Material for this task below:

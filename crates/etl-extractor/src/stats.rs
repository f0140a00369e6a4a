//! 실행 결과/스냅샷 통계 구조체.

use serde::{Deserialize, Serialize};

/// 개별 SQL 구문 실패 기록.
#[derive(Debug, Clone, Serialize, Deserialize)]
pub struct StatementFailure {
    /// 구문 목록에서의 위치 (0부터)
    pub index: usize,
    /// 구문 앞부분 미리보기 (최대 50자)
    pub preview: String,
    /// 데이터베이스 에러 메시지
    pub message: String,
}

/// SQL 스크립트 실행 결과 보고서.
///
/// 전체 성공이 아니어도 보고서는 정상 반환됩니다. 부분 완료는
/// 설계된 동작이며, 실패한 구문은 `failures`에 개별 기록됩니다.
#[derive(Debug, Clone, Default, Serialize, Deserialize)]
pub struct ExecutionReport {
    /// 시도한 구문 수
    pub attempted: usize,
    /// 성공한 구문 수
    pub succeeded: usize,
    /// 실패한 구문 수
    pub failed: usize,
    /// 실패 상세 목록
    pub failures: Vec<StatementFailure>,
}

impl ExecutionReport {
    /// 새 보고서 생성
    pub fn new() -> Self {
        Self::default()
    }

    /// 성공 기록
    pub fn record_success(&mut self) {
        self.attempted += 1;
        self.succeeded += 1;
    }

    /// 실패 기록
    pub fn record_failure(&mut self, index: usize, preview: String, message: String) {
        self.attempted += 1;
        self.failed += 1;
        self.failures.push(StatementFailure {
            index,
            preview,
            message,
        });
    }

    /// 실행 요약 로그 출력
    pub fn log_summary(&self, operation: &str) {
        tracing::info!(
            operation = operation,
            attempted = self.attempted,
            succeeded = self.succeeded,
            failed = self.failed,
            "SQL 스크립트 실행 완료"
        );
        for failure in &self.failures {
            tracing::warn!(
                index = failure.index,
                preview = %failure.preview,
                error = %failure.message,
                "구문 실행 실패"
            );
        }
    }
}

/// 테이블 스냅샷 작업 통계.
#[derive(Debug, Clone, Default, Serialize, Deserialize)]
pub struct SnapshotStats {
    /// 대상 테이블 수
    pub tables: usize,
    /// 스냅샷 성공 테이블 수
    pub success: usize,
    /// 스냅샷 실패 테이블 수
    pub errors: usize,
    /// 기록한 총 행 수 (헤더 제외)
    pub total_rows: usize,
}

impl SnapshotStats {
    /// 새 통계 객체 생성
    pub fn new() -> Self {
        Self::default()
    }

    /// 통계 요약 로그 출력
    pub fn log_summary(&self, operation: &str) {
        tracing::info!(
            operation = operation,
            tables = self.tables,
            success = self.success,
            errors = self.errors,
            total_rows = self.total_rows,
            "스냅샷 완료"
        );
    }
}

/// CSV 적재 작업 통계.
#[derive(Debug, Clone, Default, Serialize, Deserialize)]
pub struct CsvLoadStats {
    /// 디스크에 저장한 행 수 (헤더 제외)
    pub rows_saved: usize,
    /// 데이터베이스에 적재한 행 수
    pub rows_loaded: usize,
}

impl CsvLoadStats {
    /// 통계 요약 로그 출력
    pub fn log_summary(&self, operation: &str) {
        tracing::info!(
            operation = operation,
            rows_saved = self.rows_saved,
            rows_loaded = self.rows_loaded,
            "CSV 적재 완료"
        );
    }
}

#[cfg(test)]
mod tests {
    use super::*;

    #[test]
    fn test_execution_report_counts() {
        let mut report = ExecutionReport::new();
        report.record_success();
        report.record_failure(1, "INSERT INTO t".to_string(), "boom".to_string());
        report.record_success();

        assert_eq!(report.attempted, 3);
        assert_eq!(report.succeeded, 2);
        assert_eq!(report.failed, 1);
        assert_eq!(report.failures.len(), 1);
        assert_eq!(report.failures[0].index, 1);
    }
}
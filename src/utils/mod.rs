//! Utilities module
//!
//! Contains error handling and logging helpers

pub mod error;
pub mod logging;
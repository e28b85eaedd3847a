//! Botads webhook service
//!
//! Reference HTTP service that receives Botads webhooks and issues short codes

use anyhow::{Context, Result};
use botads::config::Settings;
use botads::services::{AsyncBotadsClient, ClientConfig};
use botads::utils::logging::init_logging;
use botads::create_router;
use std::sync::Arc;
use tracing::{info, warn};

#[tokio::main]
async fn main() -> Result<()> {
    let settings = Settings::new().context("Failed to load server settings")?;

    init_logging(&settings.logging)?;
    info!("{}", botads::version_info());

    let client = Arc::new(
        AsyncBotadsClient::new(ClientConfig::from_settings(&settings.botads))
            .context("Failed to create Botads client")?,
    );

    let app = create_router(settings.clone(), client.clone())?;

    let addr = settings.listen_addr();
    let listener = tokio::net::TcpListener::bind(&addr)
        .await
        .with_context(|| format!("Failed to bind {}", addr))?;

    info!("🚀 Botads webhook service started!");
    info!("📝 Health check: http://{}/health", addr);
    info!("🔔 Webhook endpoint: http://{}/webhook", addr);

    axum::serve(listener, app)
        .with_graceful_shutdown(shutdown_signal())
        .await
        .context("Server error")?;

    match Arc::try_unwrap(client) {
        Ok(client) => client.close().await,
        Err(_) => warn!("Botads client still in use at shutdown, dropping it"),
    }

    info!("Botads webhook service stopped");
    Ok(())
}

async fn shutdown_signal() {
    if let Err(e) = tokio::signal::ctrl_c().await {
        warn!("Failed to listen for shutdown signal: {}", e);
        std::future::pending::<()>().await;
    }
    info!("Shutdown signal received");
}
//! Botads SDK
//!
//! Client for the Botads client API: issue single-use short codes for users
//! and authenticate the webhooks Botads sends back when an ad was watched or a
//! direct link was clicked.

pub mod config;
pub mod handlers;
pub mod middleware;
pub mod models;
pub mod services;
pub mod utils;
pub mod webhook;

// Re-export common types
pub use config::Settings;
pub use handlers::{create_router, AppState};
pub use models::{CodeRequest, CodeResponse, WebhookEvent, WebhookPayload};
pub use services::{AsyncBotadsClient, BotadsClient, ClientConfig, CodeIssuer};
pub use utils::error::{ApiError, BotadsError, BotadsResult};
pub use webhook::{parse_webhook_payload, sign_payload, verify_signature, WebhookVerifier};

/// Library version information
pub const VERSION: &str = env!("CARGO_PKG_VERSION");

/// Library name
pub const NAME: &str = env!("CARGO_PKG_NAME");

/// Library description
pub const DESCRIPTION: &str = env!("CARGO_PKG_DESCRIPTION");

/// Get version information
pub fn version_info() -> String {
    format!("{} v{} - {}", NAME, VERSION, DESCRIPTION)
}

End of Material for this task.

What you are asked to do: For this exercise, return every line from the data that holds the string "logging".

Final answer:
//! Contains error handling and logging helpers
pub mod logging;
use botads::utils::logging::init_logging;
    init_logging(&settings.logging)?;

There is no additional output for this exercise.